### [Task description]
Retype, word for word, each line between the lines holding "impl Default for HeartbeatConfig" and "let contents = fs::read_to_string(path)?;", inclusive, and leave the rest of the data alone.
-------- Data records
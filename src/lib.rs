//! # Adaptive Link Controller Library
//!
//! Real-time adaptive-link control for a wfb-ng wireless video uplink.
//!
//! This library observes per-packet radio telemetry (RSSI, packet loss, FEC
//! recovery) from a streaming JSON feed, derives revised transmission
//! parameters, and emits sequenced control commands to the modem/radio
//! subsystem over a bidirectional line channel or a one-way UDP datagram
//! channel.

pub mod ack;
pub mod command;
pub mod config;
pub mod error;
pub mod heartbeat;
pub mod rate;
pub mod shutdown;
pub mod telemetry;
pub mod transport;
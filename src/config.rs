//! # Configuration Module
//!
//! Handles loading and validating configuration from TOML files.
//!
//! Every mapping bound, window size, and threshold lives here; nothing in
//! the rate model is hard-coded. All sections and fields are optional and
//! fall back to the defaults below, so running without a config file is
//! fully supported.

use serde::de::Error;
use serde::Deserialize;
use std::fs;
use std::path::Path;
use std::time::Duration;

use crate::error::Result;

/// Main configuration structure
#[derive(Debug, Deserialize, Clone, Default)]
pub struct Config {
    #[serde(default)]
    pub telemetry: TelemetryConfig,

    #[serde(default)]
    pub link: LinkConfig,

    #[serde(default)]
    pub heartbeat: HeartbeatConfig,
}

/// Telemetry source configuration
#[derive(Debug, Deserialize, Clone)]
pub struct TelemetryConfig {
    #[serde(default = "default_telemetry_host")]
    pub host: String,

    #[serde(default = "default_telemetry_port")]
    pub port: u16,

    #[serde(default = "default_reconnect_interval_ms")]
    pub reconnect_interval_ms: u64,
}

/// Link adaptation configuration: mapping bounds, windows, thresholds
#[derive(Debug, Deserialize, Clone)]
pub struct LinkConfig {
    /// Weakest RSSI of the bitrate ramp (dBm)
    #[serde(default = "default_rssi_low")]
    pub rssi_low: i32,

    /// Strongest RSSI of the bitrate ramp (dBm)
    #[serde(default = "default_rssi_high")]
    pub rssi_high: i32,

    /// Bitrate at or below `rssi_low`
    #[serde(default = "default_bitrate_low")]
    pub bitrate_low: u32,

    /// Bitrate at or above `rssi_high`
    #[serde(default = "default_bitrate_high")]
    pub bitrate_high: u32,

    /// Weakest RSSI of the TX power ramp (dBm)
    #[serde(default = "default_tx_rssi_min")]
    pub tx_rssi_min: i32,

    /// Strongest RSSI of the TX power ramp (dBm)
    #[serde(default = "default_tx_rssi_max")]
    pub tx_rssi_max: i32,

    /// TX power at or above `tx_rssi_max`
    #[serde(default = "default_tx_power_low")]
    pub tx_power_low: u32,

    /// TX power at or below `tx_rssi_min`
    #[serde(default = "default_tx_power_high")]
    pub tx_power_high: u32,

    /// RSSI moving-average window size; 1 disables smoothing
    #[serde(default = "default_rssi_window")]
    pub rssi_window: usize,

    /// Recovery window size for loss tracking
    #[serde(default = "default_recovery_window")]
    pub recovery_window: usize,

    /// FEC-recovered threshold for loss alerts; 0 together with
    /// `lost_threshold` 0 alerts on every sample
    #[serde(default)]
    pub fec_threshold: u64,

    /// Lost-packet threshold for loss alerts
    #[serde(default)]
    pub lost_threshold: u64,
}

/// Heartbeat configuration
#[derive(Debug, Deserialize, Clone)]
pub struct HeartbeatConfig {
    #[serde(default = "default_heartbeat_interval_secs")]
    pub interval_secs: f64,
}

impl HeartbeatConfig {
    /// The heartbeat period as a duration.
    pub fn interval(&self) -> Duration {
        Duration::from_secs_f64(self.interval_secs)
    }
}

// Default value functions
fn default_telemetry_host() -> String {
    "localhost".to_string()
}
fn default_telemetry_port() -> u16 {
    8103
}
fn default_reconnect_interval_ms() -> u64 {
    3000
}

fn default_rssi_low() -> i32 {
    -90
}
fn default_rssi_high() -> i32 {
    -50
}
fn default_bitrate_low() -> u32 {
    6000
}
fn default_bitrate_high() -> u32 {
    14000
}
fn default_tx_rssi_min() -> i32 {
    -90
}
fn default_tx_rssi_max() -> i32 {
    -40
}
fn default_tx_power_low() -> u32 {
    1
}
fn default_tx_power_high() -> u32 {
    9
}
fn default_rssi_window() -> usize {
    5
}
fn default_recovery_window() -> usize {
    5
}

fn default_heartbeat_interval_secs() -> f64 {
    0.5
}

impl Default for TelemetryConfig {
    fn default() -> Self {
        Self {
            host: default_telemetry_host(),
            port: default_telemetry_port(),
            reconnect_interval_ms: default_reconnect_interval_ms(),
        }
    }
}

impl Default for LinkConfig {
    fn default() -> Self {
        Self {
            rssi_low: default_rssi_low(),
            rssi_high: default_rssi_high(),
            bitrate_low: default_bitrate_low(),
            bitrate_high: default_bitrate_high(),
            tx_rssi_min: default_tx_rssi_min(),
            tx_rssi_max: default_tx_rssi_max(),
            tx_power_low: default_tx_power_low(),
            tx_power_high: default_tx_power_high(),
            rssi_window: default_rssi_window(),
            recovery_window: default_recovery_window(),
            fec_threshold: 0,
            lost_threshold: 0,
        }
    }
}

impl Default for HeartbeatConfig {
    fn default() -> Self {
        Self {
            interval_secs: default_heartbeat_interval_secs(),
        }
    }
}

impl Config {
    /// Load configuration from a TOML file
    ///
    /// # Errors
    ///
    /// Returns error if:
    /// - File cannot be read
    /// - TOML parsing fails
    /// - Validation fails
    pub fn load<P: AsRef<Path>>(path: P) -> Result<Self> {
        let contents = fs::read_to_string(path)?;
        let config: Config = toml::from_str(&contents)?;
        config.validate()?;
        Ok(config)
    }

    /// Validate configuration values
    ///
    /// # Errors
    ///
    /// Returns error if any value is out of its valid range or the ramps
    /// are inverted.
    pub fn validate(&self) -> Result<()> {
        if self.telemetry.host.is_empty() {
            return Err(config_error("telemetry host cannot be empty"));
        }
        if self.link.rssi_low >= self.link.rssi_high {
            return Err(config_error("rssi_low must be below rssi_high"));
        }
        if self.link.bitrate_low > self.link.bitrate_high {
            return Err(config_error("bitrate_low must not exceed bitrate_high"));
        }
        if self.link.tx_rssi_min >= self.link.tx_rssi_max {
            return Err(config_error("tx_rssi_min must be below tx_rssi_max"));
        }
        if self.link.tx_power_low > self.link.tx_power_high {
            return Err(config_error("tx_power_low must not exceed tx_power_high"));
        }
        if self.link.rssi_window == 0 {
            return Err(config_error("rssi_window must be at least 1"));
        }
        if self.link.recovery_window == 0 {
            return Err(config_error("recovery_window must be at least 1"));
        }
        if !self.heartbeat.interval_secs.is_finite() || self.heartbeat.interval_secs <= 0.0 {
            return Err(config_error("heartbeat interval must be positive"));
        }
        Ok(())
    }
}

fn config_error(message: &str) -> crate::error::AlinkError {
    crate::error::AlinkError::Config(toml::de::Error::custom(message))
}

#[cfg(test)]
mod tests {
    use super::*;
    use std::io::Write;

    #[test]
    fn test_defaults_match_the_documented_bounds() {
        let config = Config::default();
        assert_eq!(config.telemetry.host, "localhost");
        assert_eq!(config.telemetry.port, 8103);
        assert_eq!(config.telemetry.reconnect_interval_ms, 3000);
        assert_eq!(config.link.rssi_low, -90);
        assert_eq!(config.link.rssi_high, -50);
        assert_eq!(config.link.bitrate_low, 6000);
        assert_eq!(config.link.bitrate_high, 14000);
        assert_eq!(config.link.tx_rssi_min, -90);
        assert_eq!(config.link.tx_rssi_max, -40);
        assert_eq!(config.link.tx_power_low, 1);
        assert_eq!(config.link.tx_power_high, 9);
        assert_eq!(config.link.rssi_window, 5);
        assert_eq!(config.link.recovery_window, 5);
        assert_eq!(config.link.fec_threshold, 0);
        assert_eq!(config.link.lost_threshold, 0);
        assert_eq!(config.heartbeat.interval_secs, 0.5);
        assert!(config.validate().is_ok());
    }

    #[test]
    fn test_empty_toml_yields_defaults() {
        let config: Config = toml::from_str("").expect("empty config should parse");
        assert_eq!(config.telemetry.port, 8103);
        assert_eq!(config.link.bitrate_high, 14000);
    }

    #[test]
    fn test_partial_section_keeps_other_defaults() {
        let config: Config = toml::from_str(
            r#"
            [link]
            bitrate_high = 20000
            "#,
        )
        .expect("partial config should parse");
        assert_eq!(config.link.bitrate_high, 20000);
        assert_eq!(config.link.bitrate_low, 6000);
        assert_eq!(config.telemetry.host, "localhost");
    }

    #[test]
    fn test_load_from_file() {
        let mut file = tempfile::NamedTempFile::new().expect("failed to create temp file");
        writeln!(
            file,
            r#"
            [telemetry]
            host = "gs.local"
            port = 8104

            [heartbeat]
            interval_secs = 0.25
            "#
        )
        .expect("failed to write temp config");

        let config = Config::load(file.path()).expect("config should load");
        assert_eq!(config.telemetry.host, "gs.local");
        assert_eq!(config.telemetry.port, 8104);
        assert_eq!(config.heartbeat.interval_secs, 0.25);
        assert_eq!(config.heartbeat.interval(), Duration::from_millis(250));
    }

    #[test]
    fn test_load_rejects_invalid_toml() {
        let mut file = tempfile::NamedTempFile::new().expect("failed to create temp file");
        writeln!(file, "[telemetry").expect("failed to write temp config");
        assert!(Config::load(file.path()).is_err());
    }

    #[test]
    fn test_load_rejects_missing_file() {
        assert!(Config::load("/nonexistent/alink.toml").is_err());
    }

    #[test]
    fn test_validate_rejects_inverted_bitrate_ramp() {
        let mut config = Config::default();
        config.link.rssi_low = -40;
        config.link.rssi_high = -90;
        assert!(config.validate().is_err());
    }

    #[test]
    fn test_validate_rejects_inverted_power_ramp() {
        let mut config = Config::default();
        config.link.tx_power_low = 9;
        config.link.tx_power_high = 1;
        assert!(config.validate().is_err());
    }

    #[test]
    fn test_validate_rejects_zero_windows() {
        let mut config = Config::default();
        config.link.rssi_window = 0;
        assert!(config.validate().is_err());

        let mut config = Config::default();
        config.link.recovery_window = 0;
        assert!(config.validate().is_err());
    }

    #[test]
    fn test_validate_rejects_non_positive_heartbeat() {
        let mut config = Config::default();
        config.heartbeat.interval_secs = 0.0;
        assert!(config.validate().is_err());

        config.heartbeat.interval_secs = f64::NAN;
        assert!(config.validate().is_err());
    }

    #[test]
    fn test_validate_rejects_empty_host() {
        let mut config = Config::default();
        config.telemetry.host = String::new();
        assert!(config.validate().is_err());
    }
}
----------------
### [Your solution]
impl Default for HeartbeatConfig {
    fn default() -> Self {
        Self {
            interval_secs: default_heartbeat_interval_secs(),
        }
    }
}

impl Config {
    /// Load configuration from a TOML file
    ///
    /// # Errors
    ///
    /// Returns error if:
    /// - File cannot be read
    /// - TOML parsing fails
    /// - Validation fails
    pub fn load<P: AsRef<Path>>(path: P) -> Result<Self> {
        let contents = fs::read_to_string(path)?;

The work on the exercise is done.